Iona Rozeal Brown is a contemporary American painter best known for her use of traditional ukiyo-e print techniques to meld Japanese folklore, geisha, kabuki, and samurai imagery with hip-hop references and African-American culture.
The visual conventions of Japanese ukiyo-e and shunga, the Japanese tradition of erotic art, play a strong role in Rozeal's body of work, “Coupledom,” which is laden with intimacy. Her earlier blackface series mines the rich cross-cultural territory of ganguro and burapan, a subculture of Japanese adolescents that sports tanned skin, bright makeup, blonde wigs, and gold chains, in order to model themselves after the stereotypical African-American hip-hop look. According to many sources, the word ganguro translates to “blackface.”

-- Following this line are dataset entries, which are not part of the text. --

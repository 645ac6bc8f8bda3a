// Copyright 2019-2026 Maravilla Labs, operated by SOLUTAS GmbH, Switzerland
// SPDX-License-Identifier: Apache-2.0
// SPDX-License-Identifier: MIT

//! Component creation.
//!
//! The renderer asks a [`ComponentFactory`] to mount components by name.
//! [`ComponentRegistry`] is the in-process implementation: definitions are
//! registered up front with a constructor, and their metadata is computed
//! once at registration time.
//!
//! # Mounting
//!
//! 1. The prop named after the attributes variable seeds the attributes.
//! 2. The constructor removes the props it recognizes.
//! 3. Every prop left over becomes an attribute; it must be a scalar.
//!
//! # Example
//!
//! ```rust,ignore
//! let mut registry = ComponentRegistry::new(ComponentConfig::default());
//! registry.register(ComponentDefinition::new("alert", |props| {
//!     let message = props.remove("message").unwrap_or_default();
//!     Ok(Rc::new(Alert { message: message.to_string() }) as Rc<dyn Component>)
//! }));
//! ```

use crate::attributes::ComponentAttributes;
use crate::component::Component;
use crate::config::ComponentConfig;
use crate::error::{ComponentError, Result};
use crate::mounted::{ComponentMetadata, MountedComponent};
use crate::value::{Props, Value};
use std::collections::HashMap;
use std::fmt;
use std::rc::Rc;

/// Builds mounted components and describes them.
pub trait ComponentFactory {
    /// Creates and mounts the component registered under `name`.
    fn create(&self, name: &str, props: Props) -> Result<MountedComponent>;

    /// Returns the metadata of the component registered under `name`.
    fn metadata_for(&self, name: &str) -> Result<ComponentMetadata>;
}

/// Constructor taking the props it recognizes out of the map.
pub type Constructor = Box<dyn Fn(&mut Props) -> Result<Rc<dyn Component>>>;

/// A component definition awaiting registration.
pub struct ComponentDefinition {
    name: String,
    constructor: Constructor,
    template: Option<String>,
    attributes_var: Option<String>,
    expose_public_props: Option<bool>,
}

impl ComponentDefinition {
    /// Creates a definition; unset options fall back to the configuration.
    pub fn new<F>(name: impl Into<String>, constructor: F) -> Self
    where
        F: Fn(&mut Props) -> Result<Rc<dyn Component>> + 'static,
    {
        Self {
            name: name.into(),
            constructor: Box::new(constructor),
            template: None,
            attributes_var: None,
            expose_public_props: None,
        }
    }

    /// Uses a custom template instead of the derived one.
    pub fn template(mut self, template: impl Into<String>) -> Self {
        self.template = Some(template.into());
        self
    }

    /// Uses a custom variable name for the attributes bag.
    pub fn attributes_var(mut self, name: impl Into<String>) -> Self {
        self.attributes_var = Some(name.into());
        self
    }

    /// Enables or disables exposing public properties.
    pub fn expose_public_props(mut self, expose: bool) -> Self {
        self.expose_public_props = Some(expose);
        self
    }
}

impl fmt::Debug for ComponentDefinition {
    fn fmt(&self, f: &mut fmt::Formatter<'_>) -> fmt::Result {
        f.debug_struct("ComponentDefinition")
            .field("name", &self.name)
            .field("template", &self.template)
            .finish_non_exhaustive()
    }
}

struct Registered {
    metadata: ComponentMetadata,
    constructor: Constructor,
}

/// A template-only component whose props are all public properties.
#[derive(Debug, Default)]
pub struct AnonymousComponent {
    props: Props,
}

impl AnonymousComponent {
    /// Creates an anonymous component over the given props.
    pub fn new(props: Props) -> Self {
        Self { props }
    }
}

impl Component for AnonymousComponent {
    fn type_name(&self) -> &'static str {
        "AnonymousComponent"
    }

    fn property(&self, name: &str) -> Option<Value> {
        self.props.get(name).cloned()
    }

    fn public_properties(&self) -> Vec<(String, Value)> {
        self.props
            .iter()
            .map(|(key, value)| (key.clone(), value.clone()))
            .collect()
    }
}

/// Predicate telling whether an anonymous template exists.
pub type TemplateExists = Box<dyn Fn(&str) -> bool>;

/// In-process [`ComponentFactory`] backed by registered definitions.
pub struct ComponentRegistry {
    config: ComponentConfig,
    definitions: HashMap<String, Registered>,
    anonymous_lookup: Option<TemplateExists>,
}

impl ComponentRegistry {
    /// Creates an empty registry.
    pub fn new(config: ComponentConfig) -> Self {
        Self {
            config,
            definitions: HashMap::new(),
            anonymous_lookup: None,
        }
    }

    /// The configuration used for defaults.
    pub fn config(&self) -> &ComponentConfig {
        &self.config
    }

    /// Registers a definition, replacing any previous one with that name.
    pub fn register(&mut self, definition: ComponentDefinition) -> &mut Self {
        let defaults = &self.config.components;
        let template = definition
            .template
            .unwrap_or_else(|| self.config.template_for(&definition.name));
        let metadata = ComponentMetadata::new(
            definition.name.clone(),
            template,
            definition
                .attributes_var
                .unwrap_or_else(|| defaults.attributes_var.clone()),
            definition
                .expose_public_props
                .unwrap_or(defaults.expose_public_props),
        );

        tracing::debug!("registered component {} -> {}", metadata.name(), metadata.template());
        self.definitions.insert(
            definition.name,
            Registered {
                metadata,
                constructor: definition.constructor,
            },
        );
        self
    }

    /// Enables anonymous components; `exists` is asked about derived template names.
    pub fn with_anonymous_lookup<F>(mut self, exists: F) -> Self
    where
        F: Fn(&str) -> bool + 'static,
    {
        self.anonymous_lookup = Some(Box::new(exists));
        self
    }

    /// Returns true if `name` is registered.
    pub fn contains(&self, name: &str) -> bool {
        self.definitions.contains_key(name)
    }

    /// Registered names, sorted.
    pub fn names(&self) -> Vec<&str> {
        let mut names: Vec<&str> = self.definitions.keys().map(String::as_str).collect();
        names.sort_unstable();
        names
    }

    fn anonymous_template(&self, name: &str) -> Option<String> {
        let exists = self.anonymous_lookup.as_ref()?;
        self.config
            .anonymous_template_for(name)
            .filter(|template| exists(template))
    }

    fn unknown(&self, name: &str) -> ComponentError {
        ComponentError::UnknownComponent {
            name: name.to_string(),
            known: self.names().join(", "),
        }
    }

    fn seed_attributes(metadata: &ComponentMetadata, props: &mut Props) -> Result<Vec<(String, Value)>> {
        match props.remove(metadata.attributes_var()) {
            None | Some(Value::Null) => Ok(Vec::new()),
            Some(Value::Map(map)) => Ok(map.into_iter().collect()),
            Some(Value::Attributes(attributes)) => Ok(attributes.all().to_vec()),
            Some(other) => Err(ComponentError::TypeError(format!(
                "the \"{}\" prop of component \"{}\" must be a map, got {}",
                metadata.attributes_var(),
                metadata.name(),
                other.type_name()
            ))),
        }
    }
}

impl ComponentFactory for ComponentRegistry {
    fn create(&self, name: &str, props: Props) -> Result<MountedComponent> {
        let metadata = self.metadata_for(name)?;
        let input_props = props.clone();
        let mut props = props;
        let mut attributes = Self::seed_attributes(&metadata, &mut props)?;

        let component: Rc<dyn Component> = match self.definitions.get(name) {
            Some(registered) => (registered.constructor)(&mut props)?,
            None => Rc::new(AnonymousComponent::new(std::mem::take(&mut props))),
        };

        for (key, value) in props {
            if !value.is_scalar() {
                return Err(ComponentError::Logic(format!(
                    "Unable to use \"{}\" ({}) as an attribute. Attributes must be scalar or null. \
                     Did you forget to consume it in the constructor of \"{}\"?",
                    key,
                    value.type_name(),
                    name
                )));
            }
            attributes.push((key, value));
        }

        tracing::debug!("mounted component {} ({})", name, component.type_name());
        Ok(MountedComponent::new(
            name,
            component,
            ComponentAttributes::new(attributes),
            input_props,
        ))
    }

    fn metadata_for(&self, name: &str) -> Result<ComponentMetadata> {
        if let Some(registered) = self.definitions.get(name) {
            return Ok(registered.metadata.clone());
        }

        match self.anonymous_template(name) {
            Some(template) => Ok(ComponentMetadata::new(
                name,
                template,
                self.config.components.attributes_var.clone(),
                true,
            )),
            None => Err(self.unknown(name)),
        }
    }
}

impl fmt::Debug for ComponentRegistry {
    fn fmt(&self, f: &mut fmt::Formatter<'_>) -> fmt::Result {
        f.debug_struct("ComponentRegistry")
            .field("components", &self.names())
            .field("anonymous", &self.anonymous_lookup.is_some())
            .finish()
    }
}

The paintings of the last decade feature embracing couples, each assigned to their own cozy atmosphere (sometimes referred to as a pod). Luxury accessories like strands of pearls and oversized gold jewelry are collaged throughout the compositions, as are walls of speakers. From a series loosely called “All I Ever Wanted . . . (My God . . . my man!),” inspired by the Lenny Kravitz/SeanTaro Ono Lennon tune “All I Ever Wanted,” most of the works are titled with an accompanying haiku as well scripture from The Song of Songs.
The artist’s revisiting of [Japanese artist Kitagawa] Utamaro’s imagery and shunga, the erotic prints of late–Edo Japan, sparked the series’ focus on representations of sensuality and sexuality. Even today, the artist posits, these themes are often presented as merely a barrage of images, leaving nothing to the imagination.
Rozeal earned a BFA from the San Francisco Art Institute and an MFA from Yale University in 2002, and has had solo exhibitions in Los Angeles, Atlanta, Miami, San Francisco, New York and Washington, D.C.
Rozeal's work has been exhibited around the world. She has been featured in a number of solo exhibitions at numerous galleries and institutions including:
- A3 Black on Both sides (2004) at the Spelman College Museum of Fine Arts
- Iona Rozeal Brown: Matrix 152 (2004) exhibited at Wadsworth Atheneum
- The Paintings of Iona Rozeal Brown (2007) at the University of Arizona Museum of Art
- All Falls Down (2010) at Museum of Contemporary Art Cleveland
- Introducing… The House of Bando (2012) in New York, NY at Salon 94
- iROZEALb (2014) at the Joslyn Art Museum
In addition to the numerous solo exhibitions Rozeal's artwork has been featured in, her work is permanently on display at the
Hirshhorn Museum and Sculpture Garden
Virginia Museum of Fine Arts
National Gallery of Art
North Carolina Museum of Art
This artist is now going by Rozeal.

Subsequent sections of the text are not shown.